White matter integrity and pictorial reasoning in high-functioning children with autism

Chérif P Sahyoun, John W Belliveau, Maria Mody
Brain and Cognition 2010, 73 (3): 180-8
The current study investigated the neurobiological role of white matter in visuospatial versus linguistic processing abilities in autism using diffusion tensor imaging. We examined differences in white matter integrity between high-functioning children with autism (HFA) and typically developing controls (CTRL), in relation to the groups' response times (RT) on a pictorial reasoning task under three conditions: visuospatial, V, semantic, S, and V+S, a hybrid condition allowing language use to facilitate visuospatial transformations. Diffusion-weighted images were collected from HFA and CTRL participants, matched on age and IQ, and significance maps were computed for group differences in fractional anisotropy (FA) and in RT-FA association for each condition. Typically developing children showed increased FA within frontal white matter and the superior longitudinal fasciculus (SLF). HFA showed increased FA within peripheral white matter, including the ventral temporal lobe.
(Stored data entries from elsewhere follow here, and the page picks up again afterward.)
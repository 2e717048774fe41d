//! Paid/owed accumulation ledger
//!
//! This module provides the `Ledger` struct used by the balance aggregator
//! to accumulate each member's paid and owed totals while walking an
//! expense set.
//!
//! The Ledger is responsible for:
//! - Creating entries on a member's first contribution
//! - Accumulating paid and owed totals with checked arithmetic
//! - Providing sorted entry listings for deterministic output

use crate::types::{MemberId, SettleError};
use rust_decimal::Decimal;
use std::collections::HashMap;

/// One member's accumulated totals
#[derive(Debug, Clone, PartialEq)]
pub struct LedgerEntry {
    /// The member these totals belong to
    pub member: MemberId,

    /// Sum of expense amounts this member paid
    pub total_paid: Decimal,

    /// Sum of owed amounts across split details
    pub total_owed: Decimal,
}

impl LedgerEntry {
    /// Create a zeroed entry for a member
    fn new(member: MemberId) -> Self {
        LedgerEntry {
            member,
            total_paid: Decimal::ZERO,
            total_owed: Decimal::ZERO,
        }
    }
}

/// Accumulates paid and owed totals per member
///
/// Maintains an in-memory map of member IDs to accumulation entries.
/// Entries are created lazily on first contribution; members that never
/// contribute are absent from the ledger.
pub struct Ledger {
    /// Map of member IDs to accumulation entries
    entries: HashMap<MemberId, LedgerEntry>,
}

impl Ledger {
    /// Create a new Ledger with no entries
    pub fn new() -> Self {
        Ledger {
            entries: HashMap::new(),
        }
    }

    /// Get or create the entry for the specified member
    fn entry_mut(&mut self, member: MemberId) -> &mut LedgerEntry {
        self.entries
            .entry(member)
            .or_insert_with(|| LedgerEntry::new(member))
    }

    /// Credit a member's paid total
    ///
    /// Uses checked arithmetic to prevent overflow and keep the ledger
    /// consistent.
    ///
    /// # Arguments
    ///
    /// * `member` - The member who paid
    /// * `amount` - The expense amount to credit
    ///
    /// # Errors
    ///
    /// Returns an error if adding the amount would overflow.
    pub fn credit_paid(&mut self, member: MemberId, amount: Decimal) -> Result<(), SettleError> {
        let entry = self.entry_mut(member);

        entry.total_paid = entry
            .total_paid
            .checked_add(amount)
            .ok_or_else(|| SettleError::arithmetic_overflow("credit_paid", member))?;

        Ok(())
    }

    /// Debit a member's owed total
    ///
    /// Uses checked arithmetic to prevent overflow and keep the ledger
    /// consistent.
    ///
    /// # Arguments
    ///
    /// * `member` - The member who owes
    /// * `amount` - The share amount to add to the owed total
    ///
    /// # Errors
    ///
    /// Returns an error if adding the amount would overflow.
    pub fn add_owed(&mut self, member: MemberId, amount: Decimal) -> Result<(), SettleError> {
        let entry = self.entry_mut(member);

        entry.total_owed = entry
            .total_owed
            .checked_add(amount)
            .ok_or_else(|| SettleError::arithmetic_overflow("add_owed", member))?;

        Ok(())
    }

    /// Get all entries sorted by member ID
    ///
    /// Sorted output keeps balance reports deterministic.
    pub fn entries_sorted(&self) -> Vec<&LedgerEntry> {
        let mut entries: Vec<&LedgerEntry> = self.entries.values().collect();
        entries.sort_by_key(|entry| entry.member);
        entries
    }

    /// Number of members with at least one contribution
    pub fn len(&self) -> usize {
        self.entries.len()
    }

    /// Whether the ledger has no entries
    pub fn is_empty(&self) -> bool {
        self.entries.is_empty()
    }
}

impl Default for Ledger {
    fn default() -> Self {
        Self::new()
    }
}
//! Debt simplifier
//!
//! Reduces a set of net balances to a short list of suggested payments
//! that settles everyone. Uses greedy two-pointer matching: the largest
//! creditor is repeatedly paired with the largest-magnitude debtor until
//! one side runs out. Each pairing settles `min(credit, |debt|)`, so every
//! payment fully settles at least one party.
//!
//! The greedy pass is O(n log n) and produces far fewer payments than the
//! naive all-pairs settlement, but it is a heuristic, not an exact
//! minimum-transaction solver.
//!
//! # Numeric semantics
//!
//! Comparisons use a fixed tolerance of 0.01 currency units: balances
//! within the band are treated as already settled, which absorbs
//! accumulated rounding residue from inexact splits.

use crate::types::{CurrencyCode, DebtRelationship, MemberBalance, MemberRef};
use rust_decimal::Decimal;

/// Compute suggested settlement payments from net balances
///
/// # Arguments
///
/// * `balances` - Net balances as produced by the balance aggregator
/// * `currency` - Unit of account to denominate the suggestions in
///
/// # Returns
///
/// Suggested payments, each from a debtor to a creditor, with amounts
/// rounded to two decimals. Applying every payment drives all balances to
/// within 0.01 of zero.
pub fn simplify_debts(balances: &[MemberBalance], currency: &str) -> Vec<DebtRelationship> {
    let tolerance = Decimal::new(1, 2); // 0.01

    // Partition into creditors and debtors, discarding near-zero balances
    let mut creditors: Vec<MemberBalance> = balances
        .iter()
        .filter(|b| b.balance > tolerance)
        .cloned()
        .collect();
    creditors.sort_by(|a, b| b.balance.cmp(&a.balance));

    let mut debtors: Vec<MemberBalance> = balances
        .iter()
        .filter(|b| b.balance < -tolerance)
        .cloned()
        .collect();
    debtors.sort_by(|a, b| a.balance.cmp(&b.balance));

    let mut debts = Vec::new();
    let mut i = 0;
    let mut j = 0;

    while i < creditors.len() && j < debtors.len() {
        let amount = creditors[i].balance.min(debtors[j].balance.abs());

        debts.push(DebtRelationship {
            from: MemberRef::from(&debtors[j]),
            to: MemberRef::from(&creditors[i]),
            amount: amount.round_dp(2),
            currency: CurrencyCode::from(currency),
        });

        // Apply the unrounded amount to the working balances; only the
        // recorded payment is rounded.
        creditors[i].balance -= amount;
        debtors[j].balance += amount;

        if creditors[i].balance < tolerance {
            i += 1;
        }
        if debtors[j].balance.abs() < tolerance {
            j += 1;
        }
    }

    debts
}

#[cfg(test)]
mod tests {
    use super::*;
    use crate::types::MemberId;
    use rstest::rstest;
    use std::str::FromStr;

    fn dec(value: &str) -> Decimal {
        Decimal::from_str(value).unwrap()
    }

    fn balance(member: MemberId, name: &str, net: &str) -> MemberBalance {
        let net = dec(net);
        MemberBalance {
            member,
            name: name.to_string(),
            email: format!("{}@example.com", name.to_lowercase()),
            total_paid: if net > Decimal::ZERO { net } else { Decimal::ZERO },
            total_owed: if net < Decimal::ZERO { -net } else { Decimal::ZERO },
            balance: net,
        }
    }

    /// Apply every suggested payment and assert all balances reach zero
    /// within tolerance.
    fn assert_settles(balances: &[MemberBalance], debts: &[DebtRelationship]) {
        let mut net: Vec<(MemberId, Decimal)> =
            balances.iter().map(|b| (b.member, b.balance)).collect();

        for debt in debts {
            for (member, value) in net.iter_mut() {
                if *member == debt.from.member {
                    *value += debt.amount;
                } else if *member == debt.to.member {
                    *value -= debt.amount;
                }
            }
        }

        for (member, value) in &net {
            assert!(
                value.abs() <= dec("0.02"),
                "member {} left with residual balance {}",
                member,
                value
            );
        }
    }

    #[test]
    fn test_one_creditor_two_debtors() {
        let balances = vec![
            balance(1, "Alice", "60.00"),
            balance(2, "Bob", "-30.00"),
            balance(3, "Carol", "-30.00"),
        ];

        let debts = simplify_debts(&balances, "EUR");

        assert_eq!(debts.len(), 2);
        assert_eq!(debts[0].from.member, 2);
        assert_eq!(debts[0].to.member, 1);
        assert_eq!(debts[0].amount, dec("30.00"));
        assert_eq!(debts[1].from.member, 3);
        assert_eq!(debts[1].to.member, 1);
        assert_eq!(debts[1].amount, dec("30.00"));
        assert!(debts.iter().all(|d| d.currency == "EUR"));

        assert_settles(&balances, &debts);
    }

    #[test]
    fn test_single_settlement() {
        let balances = vec![balance(1, "Alice", "-70.00"), balance(2, "Bob", "70.00")];

        let debts = simplify_debts(&balances, "EUR");

        assert_eq!(debts.len(), 1);
        assert_eq!(debts[0].from.member, 1);
        assert_eq!(debts[0].to.member, 2);
        assert_eq!(debts[0].amount, dec("70.00"));
    }

    #[test]
    fn test_largest_parties_are_matched_first() {
        let balances = vec![
            balance(1, "Alice", "50.00"),
            balance(2, "Bob", "100.00"),
            balance(3, "Carol", "-120.00"),
            balance(4, "Dave", "-30.00"),
        ];

        let debts = simplify_debts(&balances, "EUR");

        // Carol (largest debt) pays Bob (largest credit) first
        assert_eq!(debts[0].from.member, 3);
        assert_eq!(debts[0].to.member, 2);
        assert_eq!(debts[0].amount, dec("100.00"));

        assert_settles(&balances, &debts);
    }

    #[test]
    fn test_settled_balances_produce_no_debts() {
        let balances = vec![balance(1, "Alice", "0.00"), balance(2, "Bob", "0.00")];

        let debts = simplify_debts(&balances, "EUR");

        assert!(debts.is_empty());
    }

    #[test]
    fn test_rounding_noise_is_treated_as_settled() {
        let balances = vec![
            balance(1, "Alice", "0.01"),
            balance(2, "Bob", "-0.01"),
            balance(3, "Carol", "0.005"),
        ];

        let debts = simplify_debts(&balances, "EUR");

        assert!(debts.is_empty());
    }

    #[test]
    fn test_empty_balances() {
        assert!(simplify_debts(&[], "EUR").is_empty());
    }

    #[test]
    fn test_currency_is_threaded_through() {
        let balances = vec![balance(1, "Alice", "-10.00"), balance(2, "Bob", "10.00")];

        let debts = simplify_debts(&balances, "USD");

        assert_eq!(debts[0].currency, "USD");
    }

    #[rstest]
    #[case::pairwise(vec![("20.00", 2), ("-20.00", 2)])]
    #[case::fan_in(vec![("90.00", 1), ("-30.00", 3)])]
    #[case::fan_out(vec![("-90.00", 1), ("30.00", 3)])]
    #[case::mixed(vec![("75.50", 2), ("-50.25", 2), ("-50.50", 1)])]
    fn test_payment_count_never_exceeds_party_count(#[case] parties: Vec<(&str, usize)>) {
        // Build a balance set from (net, repeat) pairs
        let mut balances = Vec::new();
        let mut member = 1;
        for (net, repeat) in parties {
            for _ in 0..repeat {
                balances.push(balance(member, &format!("M{}", member), net));
                member += 1;
            }
        }

        let debts = simplify_debts(&balances, "EUR");

        let creditors = balances.iter().filter(|b| b.balance > dec("0.01")).count();
        let debtors = balances.iter().filter(|b| b.balance < dec("-0.01")).count();

        // Every payment fully settles at least one party, so the count is
        // bounded by the number of unsettled parties.
        assert!(debts.len() <= creditors + debtors);
        assert!(debts.len() < creditors + debtors || debts.is_empty());

        assert_settles(&balances, &debts);
    }
}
Additionally, RT-FA relationships in the semantic condition (S) implicated white matter near the STG and in the SLF within the temporal and frontal lobes to a greater extent in CTRL. Performance in visuospatial reasoning (V, V+S), in comparison, was related to peripheral parietal and superior precentral white matter in HFA, but to the SLF, callosal, and frontal white matter in CTRL. Our results appear to support a preferential use of linguistically-mediated pathways in reasoning by typically developing children, whereas autistic cognition may rely more on visuospatial processing networks.